#### [Work item]
What you return should be the lines of the data containing "Duration", each in full.

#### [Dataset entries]
BEGIN
//! Per-client delivery handlers.
//!
//! | Handler | Delivery |
//! |---|---|
//! | [`PullCallback`] | Bounded private queue, drained by the client on request |
//! | [`PushCallback`] | Dedicated worker that batches up to the receiving capacity and POSTs to the callback URL, retrying a failed batch until it succeeds |

use std::sync::atomic::{AtomicUsize, Ordering};
use std::sync::{Arc, Mutex, PoisonError, RwLock};
use std::time::Duration;

use async_trait::async_trait;
use intermesh_types::{Client, MessageEnvelope, ResponseFormat, RouteError};
use thiserror::Error;
use tokio::sync::mpsc;
use tokio::task::JoinHandle;
use tracing::{debug, info, warn};

use crate::response::{batch_body, serialize_response};

/// Errors raised by a single push attempt.
#[derive(Error, Debug)]
pub enum DeliveryError {
    #[error("HTTP error: {0}")]
    Http(#[from] reqwest::Error),
}

/// A client's delivery handler.
#[async_trait]
pub trait ApiCallback: Send + Sync {
    /// Queue `envelope` for delivery. Never blocks on the client.
    async fn handle(&self, envelope: MessageEnvelope) -> Result<(), RouteError>;

    /// Apply new delivery parameters without interrupting in-flight delivery.
    fn update(&self, client: &Client);

    /// Stop delivering. Queued messages are abandoned.
    fn stop(&self);

    fn as_pull(&self) -> Option<&PullCallback> {
        None
    }
}

// ─────────────────────────────────────────────────────────────────────────────
// Pull
// ─────────────────────────────────────────────────────────────────────────────

pub struct PullCallback {
    client_id: String,
    /// Maximum batch handed out by [`retrieve`](Self::retrieve).
    receiving_capacity: AtomicUsize,
    tx: mpsc::Sender<MessageEnvelope>,
    rx: tokio::sync::Mutex<mpsc::Receiver<MessageEnvelope>>,
}

impl PullCallback {
    /// `queue_capacity` bounds the number of undelivered messages.
    pub fn new(client: &Client, queue_capacity: usize) -> Self {
        let (tx, rx) = mpsc::channel(queue_capacity.max(1));
        Self {
            client_id: client.client_id.clone(),
            receiving_capacity: AtomicUsize::new(client.receiving_capacity.max(1)),
            tx,
            rx: tokio::sync::Mutex::new(rx),
        }
    }

    /// Pop up to the receiving capacity of queued messages without waiting.
    pub async fn retrieve(&self) -> Vec<MessageEnvelope> {
        let limit = self.receiving_capacity.load(Ordering::Relaxed);
        let mut rx = self.rx.lock().await;
        let mut batch = Vec::with_capacity(limit.min(64));
        while batch.len() < limit {
            match rx.try_recv() {
                Ok(env) => batch.push(env),
                Err(_) => break,
            }
        }
        batch
    }

    /// Wait up to `timeout` for one message.
    pub async fn retrieve_one(&self, timeout: Duration) -> Option<MessageEnvelope> {
        let mut rx = self.rx.lock().await;
        tokio::time::timeout(timeout, rx.recv()).await.ok().flatten()
    }

    /// Number of messages waiting in the queue.
    pub fn pending(&self) -> usize {
        self.tx.max_capacity() - self.tx.capacity()
    }
}

#[async_trait]
impl ApiCallback for PullCallback {
    async fn handle(&self, envelope: MessageEnvelope) -> Result<(), RouteError> {
        self.tx.try_send(envelope).map_err(|e| {
            let reason = match e {
                mpsc::error::TrySendError::Full(_) => "queue full",
                mpsc::error::TrySendError::Closed(_) => "queue closed",
            };
            RouteError::Transport(format!("pull queue for client '{}': {reason}", self.client_id))
        })
    }

    fn update(&self, client: &Client) {
        self.receiving_capacity
            .store(client.receiving_capacity.max(1), Ordering::Relaxed);
    }

    fn stop(&self) {
        debug!(client_id = %self.client_id, pending = self.pending(), "pull queue released");
    }

    fn as_pull(&self) -> Option<&PullCallback> {
        Some(self)
    }
}

// ─────────────────────────────────────────────────────────────────────────────
// Push
// ─────────────────────────────────────────────────────────────────────────────

/// Tuning shared by every push worker.
#[derive(Debug, Clone)]
pub struct PushSettings {
    /// Wait between attempts of a failed batch.
    pub retry_delay: Duration,
    /// Per-request timeout.
    pub timeout: Duration,
    /// Idle connections kept per callback host.
    pub max_connections: usize,
}

impl Default for PushSettings {
    fn default() -> Self {
        Self {
            retry_delay: Duration::from_secs(15),
            timeout: Duration::from_secs(10),
            max_connections: 10,
        }
    }
}

#[derive(Debug, Clone)]
struct PushTarget {
    url: String,
    capacity: usize,
    format: ResponseFormat,
}

impl PushTarget {
    fn from_client(client: &Client) -> Result<Self, RouteError> {
        let url = client
            .callback_url
            .clone()
            .filter(|u| !u.is_empty())
            .ok_or_else(|| {
                RouteError::Middleware(format!("push client '{}' has no callback url", client.client_id))
            })?;
        Ok(Self {
            url,
            capacity: client.receiving_capacity.max(1),
            format: client.response_format,
        })
    }
}

pub struct PushCallback {
    client_id: String,
    target: Arc<RwLock<PushTarget>>,
    queue: mpsc::UnboundedSender<String>,
    worker: Mutex<Option<JoinHandle<()>>>,
}

impl PushCallback {
    /// Spawn the delivery worker for `client`.
    ///
    /// # Errors
    ///
    /// Returns [`RouteError::Middleware`] when the client has no callback URL
    /// or the HTTP client cannot be built.
    pub fn start(client: &Client, settings: &PushSettings) -> Result<Self, RouteError> {
        let target = Arc::new(RwLock::new(PushTarget::from_client(client)?));
        let http = reqwest::Client::builder()
            .timeout(settings.timeout)
            .pool_max_idle_per_host(settings.max_connections)
            .build()
            .map_err(|e| RouteError::Middleware(format!("cannot build HTTP client: {e}")))?;
        let (queue, rx) = mpsc::unbounded_channel();

        let worker = tokio::spawn(push_worker(
            client.client_id.clone(),
            http,
            Arc::clone(&target),
            rx,
            settings.retry_delay,
        ));
        info!(client_id = %client.client_id, "push worker started");

        Ok(Self {
            client_id: client.client_id.clone(),
            target,
            queue,
            worker: Mutex::new(Some(worker)),
        })
    }

    fn current_format(&self) -> ResponseFormat {
        self.target.read().unwrap_or_else(PoisonError::into_inner).format
    }
}

#[async_trait]
impl ApiCallback for PushCallback {
    async fn handle(&self, envelope: MessageEnvelope) -> Result<(), RouteError> {
        let body = serialize_response(&envelope, self.current_format())?;
        self.queue
            .send(body)
            .map_err(|_| RouteError::Transport(format!("push worker for client '{}' stopped", self.client_id)))
    }

    fn update(&self, client: &Client) {
        match PushTarget::from_client(client) {
            Ok(next) => {
                *self.target.write().unwrap_or_else(PoisonError::into_inner) = next;
                debug!(client_id = %self.client_id, "push target updated");
            }
            Err(e) => warn!(client_id = %self.client_id, error = %e, "push target update ignored"),
        }
    }

    fn stop(&self) {
        if let Some(worker) = self.worker.lock().unwrap_or_else(PoisonError::into_inner).take() {
            worker.abort();
            info!(client_id = %self.client_id, "push worker stopped");
        }
    }
}

impl Drop for PushCallback {
    fn drop(&mut self) {
        self.stop();
    }
}

async fn push_worker(
    client_id: String,
    http: reqwest::Client,
    target: Arc<RwLock<PushTarget>>,
    mut rx: mpsc::UnboundedReceiver<String>,
    retry_delay: Duration,
) {
    while let Some(first) = rx.recv().await {
        let capacity = target.read().unwrap_or_else(PoisonError::into_inner).capacity;
        let mut batch = vec![first];
        while batch.len() < capacity {
            match rx.try_recv() {
                Ok(item) => batch.push(item),
                Err(_) => break,
            }
        }
        let body = batch_body(&batch);

        let mut attempt: u32 = 0;
        loop {
            attempt += 1;
            let snapshot = target.read().unwrap_or_else(PoisonError::into_inner).clone();
            match post_batch(&http, &snapshot, body.clone()).await {
                Ok(()) => {
                    debug!(client_id = %client_id, url = %snapshot.url, messages = batch.len(), attempt, "batch delivered");
                    break;
                }
                Err(e) => {
                    warn!(
                        client_id = %client_id,
                        url = %snapshot.url,
                        attempt,
                        error = %e,
                        "push delivery failed, retrying in {retry_delay:?}"
                    );
                    tokio::time::sleep(retry_delay).await;
                }
            }
        }
    }
    debug!(client_id = %client_id, "push queue closed");
}

async fn post_batch(http: &reqwest::Client, target: &PushTarget, body: String) -> Result<(), DeliveryError> {
    http.post(&target.url)
        .header(reqwest::header::CONTENT_TYPE, target.format.content_type())
        .body(body)
        .send()
        .await?
        .error_for_status()?;
    Ok(())
}

// ─────────────────────────────────────────────────────────────────────────────
// Tests
// ─────────────────────────────────────────────────────────────────────────────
END
#### [Task response]
use std::time::Duration;
    pub async fn retrieve_one(&self, timeout: Duration) -> Option<MessageEnvelope> {
    pub retry_delay: Duration,
    pub timeout: Duration,
            retry_delay: Duration::from_secs(15),
            timeout: Duration::from_secs(10),
    retry_delay: Duration,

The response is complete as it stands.